當馬群攀登更遠處的山丘時,他就在它們中間,

山上的守望者默默地站著,

看著他揮舞著鞭子,他仍然在它們中間,

他飛奔穿過空地追趕。

然後,在兩條山溝交會的地方,他們短暫地失去了他的蹤跡,

在山脈之中,但最後一眼望去,

在遠處昏暗的山坡上,野馬仍在奔跑,

雪河人緊跟在後。

他獨自追趕它們,直到它們奔騰的蹄下泛起白沫。

他像獵犬一樣緊追不捨。



 

2026年7月12日 星期日

藍與綠 by Virginia Woolf

 


 

藍與綠

Virginia Woolf


 

    綠色 玻璃尖尖的指尖垂落。光線滑過玻璃,滴落一灘綠水。整日,十指光澤將綠色滴落在大理石上。鸚鵡的羽毛,它們刺耳的鳴叫,棕櫚樹鋒利的葉片,也都是綠色的;綠色的針葉在陽光下閃閃發光。但堅硬的玻璃滴落在大理石上;水窪懸浮在沙漠的沙礫之上;駱駝蹣跚地穿過;水窪沉澱在大理石上;蘆葦環繞著它們;雜草堵塞著它們;這裡那裡,點綴著一朵白花;青蛙翻了個身;夜晚,繁星點點,璀璨奪目。
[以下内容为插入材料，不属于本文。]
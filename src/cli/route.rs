//
//  kongo
//  cli/route.rs
//
//  Created by Ngonidzashe Mangudya on 2026/01/12.
//  Copyright (c) 2025 IAMNGONI. All rights reserved.
//

//! `kongo route`: routes.

use anyhow::Result;
use clap::{Args, Subcommand};

use crate::api::common::{ListOptions, ListResponse};
use crate::api::resources::Route;
use crate::output::{
    format_bool, format_list, format_timestamp, print_field, TableBuilder, TableOutput,
};

use super::{interrupt_token, write_page, GlobalOptions, PageArgs};

#[derive(Args, Debug)]
pub struct RouteCommand {
    #[command(subcommand)]
    pub command: RouteSubcommand,
}

#[derive(Subcommand, Debug)]
pub enum RouteSubcommand {
    /// List routes
    #[command(visible_alias = "ls")]
    List(PageArgs),

    /// Show a route
    #[command(visible_alias = "view")]
    Get(IdArgs),

    /// Delete a route
    #[command(visible_alias = "rm")]
    Delete(IdArgs),
}

#[derive(Args, Debug)]
pub struct IdArgs {
    /// Route id
    pub id: String,
}

impl RouteCommand {
    pub async fn run(&self, global: &GlobalOptions) -> Result<()> {
        let client = global.client()?;
        let routes = client.routes().with_cancel(interrupt_token());
        let writer = global.writer();

        match &self.command {
            RouteSubcommand::List(args) => {
                let (page, _) = routes.list(&ListOptions::from(args)).await?;
                write_page(&writer, &page)
            }
            RouteSubcommand::Get(args) => {
                let (route, _) = routes.get(&args.id).await?;
                writer.write(&route)
            }
            RouteSubcommand::Delete(args) => {
                routes.delete(&args.id).await?;
                writer.write_success(&format!("Deleted route {}", args.id));
                Ok(())
            }
        }
    }
}

fn service_id(route: &Route) -> String {
    route
        .service
        .as_ref()
        .map(|service| service.id.clone())
        .unwrap_or_else(|| "-".to_string())
}

impl TableOutput for ListResponse<Route> {
    fn print_table(&self, color: bool) {
        if self.data.is_empty() {
            println!("No routes found");
            return;
        }

        TableBuilder::new()
            .color(color)
            .headers(["ID", "Hosts", "Paths", "Methods", "Service"])
            .rows(self.data.iter().map(|route| {
                [
                    route.id.clone(),
                    format_list(&route.hosts),
                    format_list(&route.paths),
                    format_list(&route.methods),
                    service_id(route),
                ]
            }))
            .print();
    }
}

impl TableOutput for Route {
    fn print_table(&self, color: bool) {
        print_field("ID", &self.id, color);
        print_field("Service", &service_id(self), color);
        print_field("Protocols", &format_list(&self.protocols), color);
        print_field("Hosts", &format_list(&self.hosts), color);
        print_field("Paths", &format_list(&self.paths), color);
        print_field("Methods", &format_list(&self.methods), color);
        print_field("Strip path", &format_bool(self.strip_path, color), color);
        print_field("Preserve host", &format_bool(self.preserve_host, color), color);
        print_field("Created", &format_timestamp(&self.created_at), color);
        print_field("Updated", &format_timestamp(&self.updated_at), color);
    }
}
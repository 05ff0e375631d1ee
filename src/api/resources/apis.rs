//
//  kongo
//  api/resources/apis.rs
//
//  Created by Ngonidzashe Mangudya on 2026/01/12.
//  Copyright (c) 2025 IAMNGONI. All rights reserved.
//

//! Legacy API objects (`/apis`), replaced by services and routes in Kong 0.13.

use serde::{Deserialize, Serialize};
use tokio_util::sync::CancellationToken;

use super::{item_path, Endpoint};
use crate::api::client::KongClient;
use crate::api::common::{KongError, ListResponse};
use crate::api::response::KongResponse;

const APIS_PATH: &str = "/apis";

/// A proxied API.
#[derive(Debug, Clone, Default, PartialEq, Eq, Serialize, Deserialize)]
pub struct Api {
    #[serde(default, skip_serializing_if = "Option::is_none")]
    pub id: Option<String>,

    #[serde(default)]
    pub name: String,

    /// Public DNS address pointing to the API.
    #[serde(default, skip_serializing_if = "Option::is_none")]
    pub request_host: Option<String>,

    /// Base target URL the API proxies to.
    #[serde(default)]
    pub upstream_url: String,

    #[serde(default)]
    pub preserve_host: bool,

    /// Milliseconds since the epoch.
    #[serde(default, skip_serializing_if = "Option::is_none")]
    pub created_at: Option<i64>,
}

/// Legacy API endpoints.
#[derive(Debug, Clone)]
pub struct ApisService<'c> {
    endpoint: Endpoint<'c>,
}

impl<'c> ApisService<'c> {
    pub(crate) fn new(client: &'c KongClient) -> Self {
        Self {
            endpoint: Endpoint::new(client),
        }
    }

    /// Binds `token` to every request made through this view.
    pub fn with_cancel(self, token: CancellationToken) -> Self {
        Self {
            endpoint: self.endpoint.with_cancel(token),
        }
    }

    /// `GET /apis`
    pub async fn list(&self) -> Result<(ListResponse<Api>, KongResponse), KongError> {
        self.endpoint.fetch(APIS_PATH).await
    }

    /// `GET /apis/{id}`, by id or name.
    pub async fn get(&self, id: &str) -> Result<(Api, KongResponse), KongError> {
        self.endpoint.fetch(&item_path(APIS_PATH, id)).await
    }

    /// `POST /apis`
    pub async fn create(&self, api: &Api) -> Result<(Api, KongResponse), KongError> {
        self.endpoint.send("POST", APIS_PATH, api).await
    }

    /// `DELETE /apis/{id}`
    pub async fn delete(&self, id: &str) -> Result<KongResponse, KongError> {
        self.endpoint.remove(&item_path(APIS_PATH, id)).await
    }
}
夜幕降臨,陰影掠過壁爐架上的綠色;波光粼粼的海面。沒有船隻駛來;漫無目的的波浪在空曠的天空下搖曳。夜幕降臨;針葉滴落點點的藍色。綠色消失了。

    藍色 短鼻怪獸浮出水面,從鈍鼻孔噴出兩道水柱,水柱中心呈火白色,飛濺開來形成一圈藍色珠子。藍色的筆觸勾勒出它黑色皮毛的輪廓。它用嘴巴和鼻孔攪動著水,發出沉重的歌聲,藍色籠罩著它,浸透了它光滑的雙眼。它被拋到沙灘上,鈍而遲鈍,脫落著乾枯的藍色鱗片。鱗片的金屬藍染紅了沙灘上鏽跡斑斑的鐵器。沉沒的划艇的肋骨也是藍色的。海浪在藍色的鐘聲下翻滾。但大教堂卻截然不同,它冰冷,瀰漫著香煙,淡淡的藍色如同聖母像的面紗。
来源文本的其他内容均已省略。